Requirement. Find the word "identity" below. Copy each line that has it.

***

use crate::rpc::cache::DEFAULT_CACHE_CAPACITY;
use anyhow::{bail, Context, Result};
use base64::{engine::general_purpose::STANDARD as BASE64_STANDARD, Engine as _};
use std::env;
use std::str::FromStr;
use std::time::Duration;

pub const DEFAULT_INDEXER_ATTEMPTS: usize = 3;

const ENV_NETWORK: &str = "MIXRPC_NETWORK";
const ENV_RELAY: &str = "MIXRPC_RELAY";
const ENV_SESSION_ID: &str = "MIXRPC_SESSION_ID";
const ENV_CACHE_CAPACITY: &str = "MIXRPC_CACHE_CAPACITY";
const ENV_METADATA_DELAY_MS: &str = "MIXRPC_METADATA_DELAY_MS";
const ENV_INDEXER_ATTEMPTS: &str = "MIXRPC_INDEXER_ATTEMPTS";

/// Settings for one provider session bound to a single relay.
///
/// All instances must be constructed via [`ProviderConfig::builder`] or [`ProviderConfig::new`]
/// so invariants are validated before any consumer observes the values.
#[derive(Debug, Clone, PartialEq, Eq)]
pub struct ProviderConfig {
    network: String,
    relay: Vec<u8>,
    session_id: u32,
    transport_params: Vec<u8>,
    cache_capacity: usize,
    metadata_delay: Option<Duration>,
    indexer_attempts: usize,
}

pub struct ProviderConfigParams {
    pub network: String,
    pub relay: Vec<u8>,
    pub session_id: u32,
    pub transport_params: Vec<u8>,
    pub cache_capacity: usize,
    pub metadata_delay: Option<Duration>,
    pub indexer_attempts: usize,
}

impl ProviderConfig {
    pub fn builder() -> ProviderConfigBuilder {
        ProviderConfigBuilder::default()
    }

    pub fn new(params: ProviderConfigParams) -> Result<Self> {
        let ProviderConfigParams {
            network,
            relay,
            session_id,
            transport_params,
            cache_capacity,
            metadata_delay,
            indexer_attempts,
        } = params;

        let config = Self {
            network: network.trim().to_owned(),
            relay,
            session_id,
            transport_params,
            cache_capacity,
            metadata_delay,
            indexer_attempts,
        };

        config.validate()?;
        Ok(config)
    }

    /// Network identifier the provider serves, e.g. `/xx/mainnet`.
    pub fn network(&self) -> &str {
        &self.network
    }

    /// Relay identity the provider connects to.
    pub fn relay(&self) -> &[u8] {
        &self.relay
    }

    /// Local mixnet session handed to every request.
    pub fn session_id(&self) -> u32 {
        self.session_id
    }

    pub fn transport_params(&self) -> &[u8] {
        &self.transport_params
    }

    pub fn cache_capacity(&self) -> usize {
        self.cache_capacity
    }

    /// Pause inserted before answering `state_getMetadata` from the static
    /// table. `None` answers immediately.
    pub fn metadata_delay(&self) -> Option<Duration> {
        self.metadata_delay
    }

    pub fn indexer_attempts(&self) -> usize {
        self.indexer_attempts
    }

    pub fn validate(&self) -> Result<()> {
        if self.network.is_empty() {
            bail!("network cannot be empty");
        }
        if !self.network.starts_with('/') {
            bail!("network must start with '/' (got {})", self.network);
        }
        if self.relay.is_empty() {
            bail!("relay cannot be empty");
        }
        if self.cache_capacity == 0 {
            bail!("cache_capacity must be greater than 0");
        }
        if self.indexer_attempts == 0 {
            bail!("indexer_attempts must be greater than 0");
        }
        Ok(())
    }
}

#[derive(Debug, Default, Clone)]
pub struct ProviderConfigBuilder {
    network: Option<String>,
    relay: Option<Vec<u8>>,
    session_id: Option<u32>,
    transport_params: Option<Vec<u8>>,
    cache_capacity: Option<usize>,
    metadata_delay: Option<Duration>,
    indexer_attempts: Option<usize>,
}

impl ProviderConfigBuilder {
    /// Seeds a builder from `MIXRPC_*` environment variables. Unset variables
    /// are left for the caller (or the defaults) to fill in.
    pub fn from_env() -> Result<Self> {
        let mut builder = Self::default();

        if let Some(network) = env_var(ENV_NETWORK) {
            builder = builder.network(network);
        }
        if let Some(relay) = env_var(ENV_RELAY) {
            let relay = BASE64_STANDARD
                .decode(relay.trim())
                .with_context(|| format!("{ENV_RELAY} must be base64"))?;
            builder = builder.relay(relay);
        }
        if let Some(session_id) = parse_env::<u32>(ENV_SESSION_ID)? {
            builder = builder.session_id(session_id);
        }
        if let Some(capacity) = parse_env::<usize>(ENV_CACHE_CAPACITY)? {
            builder = builder.cache_capacity(capacity);
        }
        if let Some(delay_ms) = parse_env::<u64>(ENV_METADATA_DELAY_MS)? {
            builder = builder.metadata_delay(Duration::from_millis(delay_ms));
        }
        if let Some(attempts) = parse_env::<usize>(ENV_INDEXER_ATTEMPTS)? {
            builder = builder.indexer_attempts(attempts);
        }

        Ok(builder)
    }

    pub fn network(mut self, network: impl Into<String>) -> Self {
        self.network = Some(network.into());
        self
    }

    pub fn relay(mut self, relay: impl Into<Vec<u8>>) -> Self {
        self.relay = Some(relay.into());
        self
    }

    pub fn session_id(mut self, session_id: u32) -> Self {
        self.session_id = Some(session_id);
        self
    }

    pub fn transport_params(mut self, params: impl Into<Vec<u8>>) -> Self {
        self.transport_params = Some(params.into());
        self
    }

    pub fn cache_capacity(mut self, capacity: usize) -> Self {
        self.cache_capacity = Some(capacity);
        self
    }

    pub fn metadata_delay(mut self, delay: Duration) -> Self {
        self.metadata_delay = Some(delay);
        self
    }

    pub fn indexer_attempts(mut self, attempts: usize) -> Self {
        self.indexer_attempts = Some(attempts);
        self
    }

    pub fn build(self) -> Result<ProviderConfig> {
        let params = ProviderConfigParams {
            network: self.network.context("network is required")?,
            relay: self.relay.context("relay is required")?,
            session_id: self.session_id.context("session_id is required")?,
            transport_params: self.transport_params.unwrap_or_default(),
            cache_capacity: self.cache_capacity.unwrap_or(DEFAULT_CACHE_CAPACITY),
            metadata_delay: self.metadata_delay,
            indexer_attempts: self.indexer_attempts.unwrap_or(DEFAULT_INDEXER_ATTEMPTS),
        };

        ProviderConfig::new(params)
    }
}

fn env_var(key: &str) -> Option<String> {
    env::var(key).ok().filter(|value| !value.trim().is_empty())
}

fn parse_env<T>(key: &str) -> Result<Option<T>>
where
    T: FromStr,
    T::Err: std::error::Error + Send + Sync + 'static,
{
    env_var(key)
        .map(|value| {
            value
                .trim()
                .parse::<T>()
                .with_context(|| format!("{key} has an invalid value: {value}"))
        })
        .transpose()
}
use anyhow::{anyhow, bail, Result};
use futures::future::BoxFuture;
use mixrpc::transport::envelope::{RequestEnvelope, ResponseEnvelope, RestMethod, NETWORKS_URI};
use mixrpc::MixnetRequester;
use serde_json::{json, Value};
use std::collections::{HashMap, VecDeque};
use std::sync::{Arc, Mutex};

/// Scripted behaviour for one indexer request.
#[derive(Debug, Clone)]
pub enum IndexerReply {
    Json(Value),
    RelayError(String),
    Drop,
}

/// In-process relay reachable through the mixnet primitive. JSON-RPC
/// routes answer from a method table; indexer routes replay a queue.
pub struct MockRelay {
    identity: Vec<u8>,
    networks: Vec<String>,
    results: Mutex<HashMap<String, Value>>,
    indexer: Mutex<VecDeque<IndexerReply>>,
    posts: Mutex<Vec<String>>,
    sessions: Mutex<Vec<u32>>,
}

impl MockRelay {
    pub fn new(identity: &[u8], networks: &[&str]) -> Arc<Self> {
        Arc::new(Self {
            identity: identity.to_vec(),
            networks: networks.iter().map(|network| network.to_string()).collect(),
            results: Mutex::new(HashMap::new()),
            indexer: Mutex::new(VecDeque::new()),
            posts: Mutex::new(Vec::new()),
            sessions: Mutex::new(Vec::new()),
        })
    }

    pub fn answer(&self, method: &str, result: Value) {
        self.results
            .lock()
            .unwrap()
            .insert(method.to_owned(), result);
    }

    pub fn push_indexer(&self, reply: IndexerReply) {
        self.indexer.lock().unwrap().push_back(reply);
    }

    /// Routes of every POST the relay received, in arrival order.
    pub fn posts(&self) -> Vec<String> {
        self.posts.lock().unwrap().clone()
    }

    pub fn sessions(&self) -> Vec<u32> {
        self.sessions.lock().unwrap().clone()
    }

    fn handle(&self, session_id: u32, recipient: &[u8], message: &[u8]) -> Result<Vec<u8>> {
        if recipient != self.identity.as_slice() {
            bail!("no route to relay");
        }
        self.sessions.lock().unwrap().push(session_id);

        let envelope: RequestEnvelope = serde_json::from_slice(message)?;
        let reply = match envelope.method {
            RestMethod::Get if envelope.uri == NETWORKS_URI => {
                ResponseEnvelope::from_payload(&serde_json::to_vec(&self.networks)?)
            }
            RestMethod::Get => ResponseEnvelope::from_error(format!("unknown uri {}", envelope.uri)),
            RestMethod::Post => {
                self.posts.lock().unwrap().push(envelope.uri.clone());
                let payload = envelope.payload()?;
                if envelope.uri.ends_with("/indexer") {
                    return self.indexer_reply();
                }
                if !self.networks.contains(&envelope.uri) {
                    ResponseEnvelope::from_error(format!("unknown network {}", envelope.uri))
                } else {
                    let body = self.rpc_reply(&payload)?;
                    ResponseEnvelope::from_payload(body.to_string().as_bytes())
                }
            }
        };
        Ok(reply.to_bytes()?)
    }

    fn rpc_reply(&self, payload: &[u8]) -> Result<Value> {
        let call: Value = serde_json::from_slice(payload)?;
        let method = call["method"].as_str().unwrap_or_default();
        let reply = match self.results.lock().unwrap().get(method) {
            Some(result) => json!({"jsonrpc": "2.0", "id": call["id"], "result": result}),
            None => json!({
                "jsonrpc": "2.0",
                "id": call["id"],
                "error": {"code": -32601, "message": "Method not found"}
            }),
        };
        Ok(reply)
    }

    fn indexer_reply(&self) -> Result<Vec<u8>> {
        let next = self
            .indexer
            .lock()
            .unwrap()
            .pop_front()
            .unwrap_or_else(|| IndexerReply::Json(json!({"data": {"extrinsic": []}})));
        let reply = match next {
            IndexerReply::Json(body) => ResponseEnvelope::from_payload(body.to_string().as_bytes()),
            IndexerReply::RelayError(message) => ResponseEnvelope::from_error(message),
            IndexerReply::Drop => return Err(anyhow!("mixnet round dropped")),
        };
        Ok(reply.to_bytes()?)
    }
}

impl MixnetRequester for MockRelay {
    fn request<'a>(
        &'a self,
        session_id: u32,
        recipient: &'a [u8],
        message: Vec<u8>,
        _params: &'a [u8],
    ) -> BoxFuture<'a, Result<Vec<u8>>> {
        let reply = self.handle(session_id, recipient, &message);
        Box::pin(async move { reply })
    }
}
//! REST-like envelope exchanged with the relay: a JSON object whose payload
//! travels base64-encoded in `Content`.

use crate::rpc::error::ProviderError;
use base64::{engine::general_purpose::STANDARD as BASE64_STANDARD, Engine as _};
use serde::{Deserialize, Deserializer, Serialize, Serializer};
use serde_json::Value;

pub const ENVELOPE_VERSION: u32 = 1;
pub const NETWORKS_URI: &str = "/networks";

#[derive(Debug, Clone, Copy, PartialEq, Eq)]
pub enum RestMethod {
    Get = 1,
    Post = 2,
}

impl Serialize for RestMethod {
    fn serialize<S: Serializer>(&self, serializer: S) -> Result<S::Ok, S::Error> {
        serializer.serialize_u8(*self as u8)
    }
}

impl<'de> Deserialize<'de> for RestMethod {
    fn deserialize<D: Deserializer<'de>>(deserializer: D) -> Result<Self, D::Error> {
        match u8::deserialize(deserializer)? {
            1 => Ok(RestMethod::Get),
            2 => Ok(RestMethod::Post),
            other => Err(serde::de::Error::custom(format!(
                "unknown REST method {other}"
            ))),
        }
    }
}

#[derive(Debug, Clone, PartialEq, Eq, Serialize, Deserialize)]
#[serde(rename_all = "PascalCase")]
pub struct RequestEnvelope {
    pub version: u32,
    /// Reserved by the relay protocol; always empty.
    pub headers: String,
    pub content: String,
    pub method: RestMethod,
    #[serde(rename = "URI")]
    pub uri: String,
    pub error: String,
}

impl RequestEnvelope {
    pub fn get(uri: impl Into<String>) -> Self {
        Self::new(RestMethod::Get, uri.into(), &[])
    }

    pub fn post(uri: impl Into<String>, payload: &[u8]) -> Self {
        Self::new(RestMethod::Post, uri.into(), payload)
    }

    fn new(method: RestMethod, uri: String, payload: &[u8]) -> Self {
        let content = if payload.is_empty() {
            String::new()
        } else {
            BASE64_STANDARD.encode(payload)
        };
        Self {
            version: ENVELOPE_VERSION,
            headers: String::new(),
            content,
            method,
            uri,
            error: String::new(),
        }
    }

    pub fn to_bytes(&self) -> Result<Vec<u8>, ProviderError> {
        serde_json::to_vec(self)
            .map_err(|err| ProviderError::decode(format!("failed to encode envelope: {err}")))
    }

    pub fn payload(&self) -> Result<Vec<u8>, ProviderError> {
        decode_base64(&self.content)
    }
}

/// The relay answers with lowercase keys; the aliases also accept the
/// capitalised form used on the request side.
#[derive(Debug, Clone, Default, PartialEq, Eq, Serialize, Deserialize)]
pub struct ResponseEnvelope {
    #[serde(default, alias = "Content")]
    pub content: String,
    #[serde(default, alias = "Error")]
    pub error: String,
}

impl ResponseEnvelope {
    pub fn from_payload(payload: &[u8]) -> Self {
        Self {
            content: BASE64_STANDARD.encode(payload),
            error: String::new(),
        }
    }

    pub fn from_error(message: impl Into<String>) -> Self {
        Self {
            content: String::new(),
            error: message.into(),
        }
    }

    pub fn to_bytes(&self) -> Result<Vec<u8>, ProviderError> {
        serde_json::to_vec(self)
            .map_err(|err| ProviderError::decode(format!("failed to encode envelope: {err}")))
    }

    /// Unframes a relay reply into its JSON content and the decoded content
    /// length in bytes.
    pub fn parse_reply(reply: &[u8]) -> Result<(Value, usize), ProviderError> {
        let envelope: ResponseEnvelope = serde_json::from_slice(reply)
            .map_err(|err| ProviderError::decode(format!("invalid relay envelope: {err}")))?;

        if !envelope.error.is_empty() {
            return Err(ProviderError::Relay {
                message: envelope.error,
            });
        }

        let content = decode_base64(&envelope.content)?;
        let text = std::str::from_utf8(&content)
            .map_err(|err| ProviderError::decode(format!("relay content is not UTF-8: {err}")))?;
        let value = serde_json::from_str(text)
            .map_err(|err| ProviderError::decode(format!("relay content is not JSON: {err}")))?;

        Ok((value, content.len()))
    }
}

fn decode_base64(content: &str) -> Result<Vec<u8>, ProviderError> {
    BASE64_STANDARD
        .decode(content)
        .map_err(|err| ProviderError::decode(format!("invalid base64 content: {err}")))
}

***

Answer section.
    /// Relay identity the provider connects to.
    identity: Vec<u8>,
    pub fn new(identity: &[u8], networks: &[&str]) -> Arc<Self> {
            identity: identity.to_vec(),
        if recipient != self.identity.as_slice() {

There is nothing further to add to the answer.